Due to Holi holiday on March 14, the stock market traded only four days a week (from March 10-13). During this time, the Nifty fell 147.50 points or 0.65 percent to 22,397.20 and the Sensex fell 511.18 points or 0.69 percent to 73,828.91.
Midcap and smallcap fell more than largecap. The Nifty Midcap 100 index fell 1,223 points or 2.48 percent to 48,125.10 and the Nifty Smallcap 100 index fell 503 points or 3.27 percent to 14,897.35. Ajit Mishra, SVP, Research at Religare, said that on a weekly basis, the market remained in a limited range and closed with a slight decline. Nifty closed at 22,397.20 due to selling in big stocks.

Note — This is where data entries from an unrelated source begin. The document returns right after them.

//! Boolean query evaluation.
//!
//! ```text
//! Expression := ['NOT'] Term ( ('AND' | 'OR') Term )*
//! Term       := STRING | '(' Expression ')' | Expression   (when it starts with NOT)
//! ```
//!
//! The parser evaluates while it reads, left to right. `AND` and `OR` have
//! the same precedence, so `a OR b AND c` means `(a OR b) AND c`. A `NOT`
//! in term position opens a nested expression that runs to the end of the
//! enclosing one: `a AND NOT b OR c` means `a AND ((NOT b) OR c)`.
//!
//! Both kinds of nesting count towards [`MAX_QUERY_DEPTH`]; deeper queries
//! fail with [`QueryError::TooDeep`] instead of exhausting the stack.

use crate::config::MAX_QUERY_DEPTH;
use crate::error::QueryError;
use crate::index::Index;
use crate::lexer::{QueryLexer, Token, TokenKind};
use crate::DocId;
use std::collections::BTreeSet;

/// Evaluate `query` against `index` and return the ids of matching documents.
pub fn evaluate(index: &Index, query: &str) -> Result<BTreeSet<DocId>, QueryError> {
    QueryParser::new(index, query).parse()
}

pub struct QueryParser<'a> {
    index: &'a Index,
    lexer: QueryLexer,
    depth: usize,
}

impl<'a> QueryParser<'a> {
    pub fn new(index: &'a Index, query: &str) -> Self {
        Self { index, lexer: QueryLexer::new(query), depth: 0 }
    }

    pub fn parse(mut self) -> Result<BTreeSet<DocId>, QueryError> {
        if !self.lexer.has_next() {
            return Err(QueryError::EmptyQuery);
        }
        let matches = self.expression()?;
        match self.lexer.next() {
            None => Ok(matches),
            Some(Token::RParen) => Err(QueryError::UnexpectedRightParen),
            Some(token) => Err(QueryError::UnexpectedToken(token)),
        }
    }

    fn expression(&mut self) -> Result<BTreeSet<DocId>, QueryError> {
        let negate = self.lexer.peek_type() == Some(TokenKind::Not);
        if negate {
            self.lexer.next();
        }

        let mut current = self.term()?;
        if negate {
            current = self.complement(&current);
        }

        while let Some(kind @ (TokenKind::And | TokenKind::Or)) = self.lexer.peek_type() {
            let operator = self.lexer.next().ok_or(QueryError::UnexpectedEnd)?;
            if !self.lexer.has_next() {
                return Err(QueryError::DanglingOperator(operator));
            }
            let next = self.term()?;
            current = match kind {
                TokenKind::And => current.intersection(&next).copied().collect(),
                _ => current.union(&next).copied().collect(),
            };
        }
        Ok(current)
    }

    fn term(&mut self) -> Result<BTreeSet<DocId>, QueryError> {
        match self.lexer.peek_type() {
            None => Err(QueryError::UnexpectedEnd),
            Some(TokenKind::Not) => self.nested(Self::expression),
            Some(TokenKind::RParen) => Err(QueryError::UnexpectedRightParen),
            Some(TokenKind::LParen) => {
                self.lexer.next();
                let inner = self.nested(Self::expression)?;
                match self.lexer.next() {
                    Some(Token::RParen) => Ok(inner),
                    _ => Err(QueryError::MissingRightParen),
                }
            }
            Some(_) => match self.lexer.next() {
                Some(Token::Str(word)) => Ok(self.lookup(&word)),
                Some(token) => Err(QueryError::UnexpectedToken(token)),
                None => Err(QueryError::UnexpectedEnd),
            },
        }
    }

    fn nested(
        &mut self,
        parse: fn(&mut Self) -> Result<BTreeSet<DocId>, QueryError>,
    ) -> Result<BTreeSet<DocId>, QueryError> {
        if self.depth == MAX_QUERY_DEPTH {
            return Err(QueryError::TooDeep(MAX_QUERY_DEPTH));
        }
        self.depth += 1;
        let result = parse(self);
        self.depth -= 1;
        result
    }

    /// Documents containing every term the word tokenizes into, so `foo-bar`
    /// behaves like `foo AND bar`. A word with no terms matches nothing.
    fn lookup(&self, word: &str) -> BTreeSet<DocId> {
        let postings = self.index.postings();
        let mut terms = self.index.tokenizer().tokenize(word).into_iter();
        let mut matches = terms.next().map(|t| postings.get_documents_with_term(&t)).unwrap_or_default();
        for term in terms {
            if matches.is_empty() {
                break;
            }
            matches = matches.intersection(&postings.get_documents_with_term(&term)).copied().collect();
        }
        tracing::debug!(word, hits = matches.len(), "query term");
        matches
    }

    fn complement(&self, set: &BTreeSet<DocId>) -> BTreeSet<DocId> {
        self.index.vocabulary().get_document_ids().difference(set).copied().collect()
    }
}

#[cfg(test)]
mod tests {
    use super::*;

    fn index() -> Index {
        let mut index = Index::new();
        index.index_corpus([("d0", "a"), ("d1", "b"), ("d2", "c"), ("d3", "a b c")]);
        index
    }

    fn ids(index: &Index, q: &str) -> Vec<DocId> {
        evaluate(index, q).unwrap().into_iter().collect()
    }

    #[test]
    fn and_or_share_precedence() {
        let index = index();
        assert_eq!(ids(&index, "a OR b AND c"), vec![3]);
        assert_eq!(ids(&index, "a OR (b AND c)"), vec![0, 3]);
    }

    #[test]
    fn not_after_operator_extends_to_end() {
        let index = index();
        // a AND ((NOT b) OR c)
        assert_eq!(ids(&index, "a AND NOT b OR c"), vec![0, 3]);
        assert_eq!(ids(&index, "(a AND NOT b) OR c"), vec![0, 2, 3]);
    }

    #[test]
    fn terms_are_case_folded() {
        let index = index();
        assert_eq!(ids(&index, "A"), vec![0, 3]);
    }

    #[test]
    fn compound_words_need_every_part() {
        let mut index = Index::new();
        index.index_corpus([("d0", "foo bar"), ("d1", "foo"), ("d2", "bar-foo")]);
        assert_eq!(ids(&index, "foo-bar"), vec![0, 2]);
        assert_eq!(ids(&index, "foo-baz"), Vec::<DocId>::new());
        assert_eq!(ids(&index, "--"), Vec::<DocId>::new());
    }

    #[test]
    fn malformed_queries_are_rejected() {
        let index = index();
        let err = |q: &str| evaluate(&index, q).unwrap_err();
        assert_eq!(err(""), QueryError::EmptyQuery);
        assert_eq!(err("   "), QueryError::EmptyQuery);
        assert_eq!(err(")"), QueryError::UnexpectedRightParen);
        assert_eq!(err("a)"), QueryError::UnexpectedRightParen);
        assert_eq!(err("()"), QueryError::UnexpectedRightParen);
        assert_eq!(err("(a"), QueryError::MissingRightParen);
        assert_eq!(err("(a b)"), QueryError::MissingRightParen);
        assert_eq!(err("a AND"), QueryError::DanglingOperator(Token::And));
        assert_eq!(err("a OR"), QueryError::DanglingOperator(Token::Or));
        assert_eq!(err("a b"), QueryError::UnexpectedToken(Token::Str("b".into())));
        assert_eq!(err("AND a"), QueryError::UnexpectedToken(Token::And));
        assert_eq!(err("a AND OR b"), QueryError::UnexpectedToken(Token::Or));
        assert_eq!(err("NOT"), QueryError::UnexpectedEnd);
        assert_eq!(err("a AND ("), QueryError::UnexpectedEnd);
    }

    #[test]
    fn nesting_is_bounded() {
        let index = index();
        let parens = |d: usize| format!("{}a{}", "(".repeat(d), ")".repeat(d));
        assert_eq!(ids(&index, &parens(MAX_QUERY_DEPTH)), vec![0, 3]);
        assert_eq!(evaluate(&index, &parens(MAX_QUERY_DEPTH + 1)), Err(QueryError::TooDeep(MAX_QUERY_DEPTH)));
        assert_eq!(evaluate(&index, &parens(100_000)), Err(QueryError::TooDeep(MAX_QUERY_DEPTH)));

        let nots = |d: usize| format!("{}a", "NOT ".repeat(d));
        // The outermost NOT negates directly; every further one nests.
        assert_eq!(ids(&index, &nots(MAX_QUERY_DEPTH + 1)), vec![1, 2]);
        assert_eq!(evaluate(&index, &nots(100_000)), Err(QueryError::TooDeep(MAX_QUERY_DEPTH)));
        // Siblings do not add up.
        let siblings = vec![parens(MAX_QUERY_DEPTH); 3].join(" OR ");
        assert_eq!(ids(&index, &siblings), vec![0, 3]);
    }
}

Last week, all the indices except banking closed in the red. Realty, auto and metal indices have fallen sharply. Mishra further said that the range of 22,250-22,650 is very important for Nifty and a big breakout is expected from here. In such markets, investors should adopt a stock specific approach.
The Indian stock market closed in the red on Thursday. At the end of trading, the Sensex was down 200.85 points or 0.27 percent at 73,828.91 and the Nifty was down 73.30 points or 0.33 percent at 22,397. SBI, ICICI Bank, NTPC, Sun Pharma, Tata Steel, TCS, Power Grid and Kotak Mahindra Bank were the top gainers in the Sensex pack. Zomato, Tata Motors, IndusInd Bank, Asian Paints, Bajaj Finance, Maruti Suzuki, HUL, Reliance and UltraTech Cement were the top losers.
Foreign institutional investors (FIIs) sold shares worth Rs 792.90 crore on March 13, while domestic institutional investors (DIIs) bought shares worth Rs 1,723.82 crore on the same day.